En date du même jour, Madame DURISHTA fut entendue par un agent du service de police judiciaire, section police des étrangers et des jeux, de la gendarmerie grand-ducale, sur son identité et sur l’itinéraire suivi pour venir au Luxembourg.

Madame DURISHTA fut entendue en date du 8 juin 2000 par un agent du ministère de la Justice sur les motifs à la base de sa demande d’asile.

Le ministre de la Justice informa Madame DURISHTA, par décision du 21 décembre 2000, notifiée en date du 17 janvier 2001, de ce que sa demande avait été rejetée comme n’étant pas fondée au motif qu’elle n'alléguerait aucune crainte raisonnable de persécution susceptible de rendre sa vie intolérable dans son pays d’origine, de sorte qu’une crainte justifiée de persécutions en raison de ses opinions politiques, de sa race, de sa religion, de sa nationalité ou de son appartenance à un groupe social ne serait pas établie dans son chef.
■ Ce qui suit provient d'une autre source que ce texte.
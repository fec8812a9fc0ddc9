//! Marine-port and off-road GHG calculator
//!
//! Both modes are fuel-mix sectors: see [`crate::fuel_mix`].

use crate::engine::Engine;
use crate::fuel_mix::fuel_mix_demand;
use crate::SectorEmissions;
use ghgcalc_core::baseline::FuelMixBaseline;
use ghgcalc_core::units::growth;
use ghgcalc_core::ScenarioInputs;
use serde::Serialize;

/// Other-mobile results per mode.
#[derive(Debug, Clone, Copy, PartialEq, Serialize)]
pub struct OtherMobileEmissions {
    pub marine_port: SectorEmissions,
    pub off_road: SectorEmissions,
}

impl Engine {
    fn fuel_mix_mode(
        &self,
        inputs: &ScenarioInputs,
        baseline: &FuelMixBaseline,
        change_percent: f64,
        target_percent: f64,
    ) -> SectorEmissions {
        let demand = fuel_mix_demand(baseline, growth(change_percent), target_percent);
        SectorEmissions {
            ghg_mmt: demand.fossil_ghg_mmt + self.electricity_ghg(inputs, demand.electricity_btu),
            electricity_btu: demand.electricity_btu,
        }
    }

    pub fn compute_other_mobile_modes(&self, inputs: &ScenarioInputs) -> OtherMobileEmissions {
        let baselines = self.baselines();
        OtherMobileEmissions {
            marine_port: self.fuel_mix_mode(
                inputs,
                &baselines.marine_port,
                inputs.change_marine_port,
                inputs.mp_energy_elec_motion,
            ),
            off_road: self.fuel_mix_mode(
                inputs,
                &baselines.off_road,
                inputs.change_off_road,
                inputs.or_energy_elec_motion,
            ),
        }
    }

    pub fn compute_other_mobile(&self, inputs: &ScenarioInputs) -> SectorEmissions {
        let modes = self.compute_other_mobile_modes(inputs);
        SectorEmissions {
            ghg_mmt: modes.marine_port.ghg_mmt + modes.off_road.ghg_mmt,
            electricity_btu: modes.marine_port.electricity_btu + modes.off_road.electricity_btu,
        }
    }
}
Le recours gracieux introduit par Madame DURISHTA moyennant courrier de son mandataire du 19 février 2001 s’étant soldé par une décision confirmative du ministre du 21 février 2001, elle a fait introduire un recours en réformation à l’encontre de ces deux décisions ministérielles de rejet des 21 décembre 2000 et 21 février 2001 par requête déposée en date du 23 mars 2001.
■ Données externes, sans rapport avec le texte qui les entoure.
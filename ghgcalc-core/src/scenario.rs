//! Scenario inputs
//!
//! A scenario is a closed, flat record of driver values. Percent deltas are
//! signed changes relative to the inventory year; electrification and grid
//! values are absolute percentages.

use crate::baseline::Baselines;
use crate::categories::{BySettlement, Settlement};
use crate::errors::{GhgError, GhgResult};
use crate::grid::{GridMix, GridMixStatus};
use crate::inventory::Inventory;
use is_close::is_close;
use serde::{Deserialize, Serialize};
use std::fmt;

/// Driver values for one scenario.
///
/// Unknown keys are rejected when deserialising so that typos in scenario
/// files surface as errors instead of silently falling back to a default.
#[derive(Debug, Clone, PartialEq, Serialize, Deserialize)]
#[serde(deny_unknown_fields)]
pub struct ScenarioInputs {
    // Grid mix, %
    pub grid_coal: f64,
    pub grid_oil: f64,
    pub grid_ng: f64,
    pub grid_nuclear: f64,
    pub grid_solar: f64,
    pub grid_wind: f64,
    pub grid_bio: f64,
    pub grid_hydro: f64,
    pub grid_geo: f64,
    pub grid_other_ff: f64,

    // Population
    pub change_pop: f64,
    pub urban_pop_percent: f64,
    pub suburban_pop_percent: f64,
    pub rural_pop_percent: f64,

    // Residential
    pub urb_energy_elec: f64,
    pub sub_energy_elec: f64,
    pub rur_energy_elec: f64,
    pub res_energy_change: f64,

    // Commercial/industrial
    pub ci_energy_elec: f64,
    pub ci_energy_change: f64,
    pub change_industrial_processes: f64,

    // Highway
    pub reg_fleet_mpg: f64,
    pub change_veh_miles: f64,
    pub veh_miles_elec: f64,

    // Rail
    pub rt_energy_elec_motion: f64,
    pub f_energy_elec_motion: f64,
    pub icr_energy_elec_motion: f64,
    pub change_rail_transit: f64,
    pub change_freight_rail: f64,
    pub change_inter_city_rail: f64,

    // Marine, off-road, aviation
    pub mp_energy_elec_motion: f64,
    pub or_energy_elec_motion: f64,
    pub change_marine_port: f64,
    pub change_off_road: f64,
    pub change_air_travel: f64,

    // Non-energy
    pub change_ag: f64,
    pub change_solid_waste: f64,
    pub change_wastewater: f64,

    // Land use
    pub change_forest: f64,
    pub change_urban_trees: f64,

    // Carbon capture
    pub ff_carbon_capture: f64,
    pub air_capture: f64,
}

impl ScenarioInputs {
    /// The identity scenario of an inventory.
    ///
    /// Every delta is zero except `change_forest`, which keeps the historical
    /// annual change in forest cover. Electrification targets equal the
    /// derived baseline shares, so each calculator reproduces the inventory
    /// year.
    pub fn baseline(inventory: &Inventory, baselines: &Baselines) -> Self {
        let mix = &inventory.grid.mix;
        let shares = &inventory.population.settlement_percent;
        let residential = &baselines.residential;
        Self {
            grid_coal: mix.coal,
            grid_oil: mix.oil,
            grid_ng: mix.natural_gas,
            grid_nuclear: mix.nuclear,
            grid_solar: mix.solar,
            grid_wind: mix.wind,
            grid_bio: mix.biomass,
            grid_hydro: mix.hydro,
            grid_geo: mix.geothermal,
            grid_other_ff: mix.other_fossil,
            change_pop: 0.0,
            urban_pop_percent: shares.urban,
            suburban_pop_percent: shares.suburban,
            rural_pop_percent: shares.rural,
            urb_energy_elec: residential.get(Settlement::Urban).electric_percent(),
            sub_energy_elec: residential.get(Settlement::Suburban).electric_percent(),
            rur_energy_elec: residential.get(Settlement::Rural).electric_percent(),
            res_energy_change: 0.0,
            ci_energy_elec: baselines.commercial_industrial.electric_percent,
            ci_energy_change: 0.0,
            change_industrial_processes: 0.0,
            reg_fleet_mpg: inventory.highway.fleet_mpg,
            change_veh_miles: 0.0,
            veh_miles_elec: inventory.highway.electric_vmt_percent,
            rt_energy_elec_motion: baselines.rail.transit_electric_percent,
            f_energy_elec_motion: baselines.rail.freight.electric_percent,
            icr_energy_elec_motion: baselines.rail.inter_city.electric_percent,
            change_rail_transit: 0.0,
            change_freight_rail: 0.0,
            change_inter_city_rail: 0.0,
            mp_energy_elec_motion: baselines.marine_port.electric_percent,
            or_energy_elec_motion: baselines.off_road.electric_percent,
            change_marine_port: 0.0,
            change_off_road: 0.0,
            change_air_travel: 0.0,
            change_ag: 0.0,
            change_solid_waste: 0.0,
            change_wastewater: 0.0,
            change_forest: baselines.land_use.annual_forest_change_percent,
            change_urban_trees: 0.0,
            ff_carbon_capture: 0.0,
            air_capture: 0.0,
        }
    }

    pub fn grid_mix(&self) -> GridMix {
        GridMix {
            coal: self.grid_coal,
            oil: self.grid_oil,
            natural_gas: self.grid_ng,
            nuclear: self.grid_nuclear,
            solar: self.grid_solar,
            wind: self.grid_wind,
            biomass: self.grid_bio,
            hydro: self.grid_hydro,
            geothermal: self.grid_geo,
            other_fossil: self.grid_other_ff,
        }
    }

    pub fn set_grid_mix(&mut self, mix: &GridMix) {
        self.grid_coal = mix.coal;
        self.grid_oil = mix.oil;
        self.grid_ng = mix.natural_gas;
        self.grid_nuclear = mix.nuclear;
        self.grid_solar = mix.solar;
        self.grid_wind = mix.wind;
        self.grid_bio = mix.biomass;
        self.grid_hydro = mix.hydro;
        self.grid_geo = mix.geothermal;
        self.grid_other_ff = mix.other_fossil;
    }

    pub fn settlement_percent(&self) -> BySettlement<f64> {
        BySettlement::new(
            self.urban_pop_percent,
            self.suburban_pop_percent,
            self.rural_pop_percent,
        )
    }

    /// Residential electrification targets per settlement class
    pub fn residential_electrification(&self) -> BySettlement<f64> {
        BySettlement::new(
            self.urb_energy_elec,
            self.sub_energy_elec,
            self.rur_energy_elec,
        )
    }

    pub fn set_residential_electrification(&mut self, settlement: Settlement, percent: f64) {
        match settlement {
            Settlement::Urban => self.urb_energy_elec = percent,
            Settlement::Suburban => self.sub_energy_elec = percent,
            Settlement::Rural => self.rur_energy_elec = percent,
        }
    }

    /// Apply a partial TOML document on top of this scenario.
    ///
    /// ```
    /// # use ghgcalc_core::{Baselines, Inventory, ScenarioInputs};
    /// let inventory = Inventory::default();
    /// let baselines = Baselines::derive(&inventory).unwrap();
    /// let scenario = ScenarioInputs::baseline(&inventory, &baselines)
    ///     .with_overrides("change_pop = 10\nair_capture = 5.0")
    ///     .unwrap();
    /// assert_eq!(scenario.change_pop, 10.0);
    /// ```
    pub fn with_overrides(&self, toml_str: &str) -> GhgResult<Self> {
        let overrides: toml::Table = toml_str.parse()?;
        let mut merged = match toml::Value::try_from(self)? {
            toml::Value::Table(table) => table,
            _ => {
                return Err(GhgError::Error(
                    "Scenario did not serialise to a TOML table".to_string(),
                ))
            }
        };
        for (key, value) in overrides {
            merged.insert(key, value);
        }
        Ok(toml::Value::Table(merged).try_into()?)
    }

    /// Non-fatal problems with the inputs.
    ///
    /// The engine computes a defined result for every input; these are the
    /// conditions a driver is expected to surface to the user.
    pub fn warnings(&self, baselines: &Baselines) -> Vec<InputWarning> {
        let mut warnings = Vec::new();

        let grid = self.grid_mix();
        let status = grid.status();
        if status != GridMixStatus::Balanced {
            warnings.push(InputWarning::GridMixSum {
                sum: grid.sum(),
                status,
            });
        }

        let settlement_sum: f64 = self.settlement_percent().iter().map(|(_, v)| v).sum();
        if !is_close!(settlement_sum, 100.0) {
            warnings.push(InputWarning::SettlementSharesSum {
                sum: settlement_sum,
            });
        }

        let mut check = |slider: &'static str, value: f64, min: f64| {
            if value < min || value > 100.0 {
                warnings.push(InputWarning::ElectrificationOutOfRange {
                    slider,
                    value,
                    min,
                });
            }
        };
        let residential = &baselines.residential;
        check(
            "urb_energy_elec",
            self.urb_energy_elec,
            residential.get(Settlement::Urban).min_electrification,
        );
        check(
            "sub_energy_elec",
            self.sub_energy_elec,
            residential.get(Settlement::Suburban).min_electrification,
        );
        check(
            "rur_energy_elec",
            self.rur_energy_elec,
            residential.get(Settlement::Rural).min_electrification,
        );
        check(
            "ci_energy_elec",
            self.ci_energy_elec,
            baselines.commercial_industrial.min_electrification(),
        );
        check(
            "mp_energy_elec_motion",
            self.mp_energy_elec_motion,
            baselines.marine_port.min_electrification(),
        );
        check(
            "or_energy_elec_motion",
            self.or_energy_elec_motion,
            baselines.off_road.min_electrification(),
        );
        check("veh_miles_elec", self.veh_miles_elec, 0.0);
        check("rt_energy_elec_motion", self.rt_energy_elec_motion, 0.0);
        check("f_energy_elec_motion", self.f_energy_elec_motion, 0.0);
        check("icr_energy_elec_motion", self.icr_energy_elec_motion, 0.0);

        if self.reg_fleet_mpg <= 0.0 {
            warnings.push(InputWarning::NonPositiveFleetMpg {
                value: self.reg_fleet_mpg,
            });
        }

        warnings
    }
}

/// A non-fatal problem with scenario inputs.
#[derive(Debug, Clone, PartialEq, Serialize)]
#[serde(tag = "kind", rename_all = "snake_case")]
pub enum InputWarning {
    /// The grid mix does not sum to 100 %; electricity emissions use the raw weights
    GridMixSum { sum: f64, status: GridMixStatus },
    /// Settlement population shares do not sum to 100 %
    SettlementSharesSum { sum: f64 },
    /// An electrification target is below its minimum or above 100 %
    ElectrificationOutOfRange {
        slider: &'static str,
        value: f64,
        min: f64,
    },
    NonPositiveFleetMpg { value: f64 },
}

impl fmt::Display for InputWarning {
    fn fmt(&self, f: &mut fmt::Formatter<'_>) -> fmt::Result {
        match self {
            InputWarning::GridMixSum { sum, status } => {
                write!(f, "grid mix sums to {:.2}% ({:?})", sum, status)
            }
            InputWarning::SettlementSharesSum { sum } => {
                write!(f, "settlement shares sum to {:.2}%", sum)
            }
            InputWarning::ElectrificationOutOfRange { slider, value, min } => {
                write!(f, "{} = {:.2} is outside [{:.2}, 100]", slider, value, min)
            }
            InputWarning::NonPositiveFleetMpg { value } => {
                write!(f, "fleet fuel economy {} mpg is not positive", value)
            }
        }
    }
}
L’article 12 de la loi modifiée du 3 avril 1996 portant création 1. d’une procédure relative à l’examen d’une demande d’asile, 2. d’un régime de protection temporaire, instaurant un recours au fond en matière de demandes d’asile déclarées non fondées, le tribunal est compétent pour connaître du recours en réformation qui est encore recevable pour avoir été introduit dans les formes et délai de la loi.

A l’appui de son recours, la demanderesse conteste les affirmations du ministre contenues dans la décision entreprise du 21 décembre 2000 concernant la situation générale en Albanie et soutient que la pièce soumise au ministre en annexe à son recours gracieux établirait que la situation politique actuelle serait « loin d’être aussi sûre que le ministre veut le laisser entendre » et serait marquée par la corruption, des troubles à l’ordre public, l’inefficacité de l’administration, la pauvreté judiciaire, l’insécurité et des conditions de travail minables pour la police, le crime et le trafic y étant « monnaie courante ».
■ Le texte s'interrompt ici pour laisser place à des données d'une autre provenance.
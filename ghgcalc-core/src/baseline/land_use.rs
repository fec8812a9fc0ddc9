use crate::errors::{GhgError, GhgResult};
use crate::inventory::LandUseParameters;
use serde::{Deserialize, Serialize};

/// Frozen land-use baseline.
#[derive(Debug, Clone, PartialEq, Serialize, Deserialize)]
pub struct LandUseBaseline {
    /// unit: acre
    pub forest_acres_prior: f64,
    /// unit: acre
    pub forest_acres_current: f64,
    /// Historical annual change in forest cover
    /// unit: %
    pub annual_forest_change_percent: f64,
    /// unit: MMT CO₂e / acre (negative)
    pub sequestration_mmt_per_acre: f64,
    /// unit: MMT CO₂e / acre
    pub loss_mmt_per_acre: f64,
    /// unit: MMT CO₂e (negative)
    pub urban_tree_sequestration_mmt: f64,
}

impl LandUseBaseline {
    pub fn derive(parameters: &LandUseParameters) -> GhgResult<Self> {
        if parameters.forest_acres_prior <= 0.0 {
            return Err(GhgError::ZeroBaseline {
                sector: "land use".to_string(),
                quantity: "forest cover".to_string(),
            });
        }
        let annual_forest_change_percent = (parameters.forest_acres_current
            - parameters.forest_acres_prior)
            / parameters.forest_acres_prior
            * 100.0;
        Ok(Self {
            forest_acres_prior: parameters.forest_acres_prior,
            forest_acres_current: parameters.forest_acres_current,
            annual_forest_change_percent,
            sequestration_mmt_per_acre: parameters.sequestration_mmt_per_acre,
            loss_mmt_per_acre: parameters.loss_mmt_per_acre,
            urban_tree_sequestration_mmt: parameters.urban_tree_sequestration_mmt,
        })
    }
}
Quant à sa situation individuelle, la demanderesse fait valoir qu’elle appartiendrait à une famille d’opposants à l’ancien régime communiste qui aurait « énormément » souffert des exactions commises par ce dernier. Elle expose à cet égard que son grand-père Myrteza Osman DURISHTA aurait été condamné à mort le 17 juillet 1945 en tant que « coupable pour le crime de criminel de guerre, ennemi du peuple, membre de l’organisation Legaliteti » et assassiné durant sa détention et que son oncle Hasan Myrtesa DURISHTA aurait été détenu de 1953 à 1963 en raison de ses activités politiques, pour soutenir qu’au vu de son lien de famille avec ces deux personnes, de sa cohabitation sous un même toit avec Monsieur Hasan Myrtesa DURISHTA depuis la libération de ce dernier et de son propre engagement dans le parti politique Legaliteti depuis 1995, elle pourrait légitimement craindre de faire pareillement l’objet de persécutions. Elle fait valoir avoir fait l’objet de menaces de mort incessantes par le biais de lettres anonymes glissées sous sa porte et renvoie au certificat du Ministère de l’Ordre Public du 12 novembre 1999 attestant que la police se serait efforcée d’identifier les auteurs de ces menaces contre sa personne. Elle critique la décision ministérielle du 21 décembre 2000, en ce qu’elle se fonde sur cette attestation pour conclure à une invraisemblance de l’existence d’une persécution de la part de l’Etat, et estime que la Convention de Genève n’exigerait pas que les persécutions émanent de l’Etat lui-même et que des persécutions commises par d’autres personnes ou groupements pourraient répondre aux critères fixés par ladite Convention à la seule condition, vérifiée en l’espèce selon la demanderesse, que l’Etat d’origine ne soit pas en mesure d’assurer une protection adéquate, abstraction même faite de la question de savoir si la police albanaise n’est pas éventuellement elle-même à l’origine de ces menaces.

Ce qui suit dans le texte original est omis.